Content starts

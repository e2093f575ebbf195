//! The reasoning loop.
//!
//! One [`ReasoningLoop::run`] drives one request to completion:
//!
//! ```text
//! Reasoning ──(tool calls)──▶ Dispatching ──▶ AwaitingResults ──▶ Reasoning
//!     │
//!     └──(no tool calls)──▶ Guarding ──(accept)──▶ Terminated
//!                               └──(reject)──▶ Reasoning
//! ```
//!
//! Any state can move to `Failed` on budget exhaustion, repeated guard
//! rejection, a transport error or cancellation.

use crate::state::{AgentState, LoopState};
use crate::stream_event::AgentStreamEvent;
use chrono::Utc;
use nexagent_core::auth::AuthContext;
use nexagent_core::citation::{Citation, CitationDraft};
use nexagent_core::error::Error;
use nexagent_core::event::{DomainEvent, EventBus};
use nexagent_core::message::{Conversation, Message, MessageToolCall, Role};
use nexagent_core::provider::{Provider, ProviderConfig, ProviderRequest, Usage};
use nexagent_core::tool::{FailureKind, Tool, ToolCall, ToolRegistry, ToolResult};
use nexagent_policy::{AcceptAll, AnswerGuard, GuardContext, GuardLog, Verdict};
use std::collections::HashSet;
use std::sync::Arc;
use tokio::sync::mpsc;
use tokio_util::sync::CancellationToken;
use tracing::{debug, info, warn};

/// `kind` of the instruction appended after a guard rejection.
pub const POLICY_CORRECTION: &str = "policy_correction";

/// A successful run.
#[derive(Debug, Clone)]
pub struct RunOutcome {
    pub answer: String,
    pub conversation: Conversation,
    pub citations: Vec<Citation>,
    pub iterations: u32,
    pub provider: ProviderConfig,
    pub usage: Usage,
}

/// A failed run, with enough context to debug it.
#[derive(Debug, thiserror::Error)]
#[error("run failed in state {last_state} after {iterations} iteration(s): {error}")]
pub struct RunFailure {
    #[source]
    pub error: Error,
    pub last_state: LoopState,
    pub iterations: u32,
    pub conversation: Conversation,
}

/// Drives the think → act → observe cycle for one request at a time.
///
/// The loop holds only read-only collaborators and can serve any number of
/// concurrent runs; all per-run state lives in [`AgentState`].
pub struct ReasoningLoop {
    provider: Arc<dyn Provider>,
    config: ProviderConfig,
    tools: Arc<ToolRegistry>,
    guard: Arc<dyn AnswerGuard>,
    temperature: f32,
    max_tokens: Option<u32>,
    max_iterations: u32,
    max_policy_rejections: u32,
    events: EventBus,
    guard_log: Option<Arc<GuardLog>>,
    assistant_id: String,
}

Content ends

> What you have to do: Return the listing above verbatim.

> Result of the exercise:
repository e2093f575ebbf195
//! The reasoning loop.
//!
//! One [`ReasoningLoop::run`] drives one request to completion:
//!
//! ```text
//! Reasoning ──(tool calls)──▶ Dispatching ──▶ AwaitingResults ──▶ Reasoning
//!     │
//!     └──(no tool calls)──▶ Guarding ──(accept)──▶ Terminated
//!                               └──(reject)──▶ Reasoning
//! ```
//!
//! Any state can move to `Failed` on budget exhaustion, repeated guard
//! rejection, a transport error or cancellation.

use crate::state::{AgentState, LoopState};
use crate::stream_event::AgentStreamEvent;
use chrono::Utc;
use nexagent_core::auth::AuthContext;
use nexagent_core::citation::{Citation, CitationDraft};
use nexagent_core::error::Error;
use nexagent_core::event::{DomainEvent, EventBus};
use nexagent_core::message::{Conversation, Message, MessageToolCall, Role};
use nexagent_core::provider::{Provider, ProviderConfig, ProviderRequest, Usage};
use nexagent_core::tool::{FailureKind, Tool, ToolCall, ToolRegistry, ToolResult};
use nexagent_policy::{AcceptAll, AnswerGuard, GuardContext, GuardLog, Verdict};
use std::collections::HashSet;
use std::sync::Arc;
use tokio::sync::mpsc;
use tokio_util::sync::CancellationToken;
use tracing::{debug, info, warn};

/// `kind` of the instruction appended after a guard rejection.
pub const POLICY_CORRECTION: &str = "policy_correction";

/// A successful run.
#[derive(Debug, Clone)]
pub struct RunOutcome {
    pub answer: String,
    pub conversation: Conversation,
    pub citations: Vec<Citation>,
    pub iterations: u32,
    pub provider: ProviderConfig,
    pub usage: Usage,
}

/// A failed run, with enough context to debug it.
#[derive(Debug, thiserror::Error)]
#[error("run failed in state {last_state} after {iterations} iteration(s): {error}")]
pub struct RunFailure {
    #[source]
    pub error: Error,
    pub last_state: LoopState,
    pub iterations: u32,
    pub conversation: Conversation,
}

/// Drives the think → act → observe cycle for one request at a time.
///
/// The loop holds only read-only collaborators and can serve any number of
/// concurrent runs; all per-run state lives in [`AgentState`].
pub struct ReasoningLoop {
    provider: Arc<dyn Provider>,
    config: ProviderConfig,
    tools: Arc<ToolRegistry>,
    guard: Arc<dyn AnswerGuard>,
    temperature: f32,
    max_tokens: Option<u32>,
    max_iterations: u32,
    max_policy_rejections: u32,
    events: EventBus,
    guard_log: Option<Arc<GuardLog>>,
    assistant_id: String,
}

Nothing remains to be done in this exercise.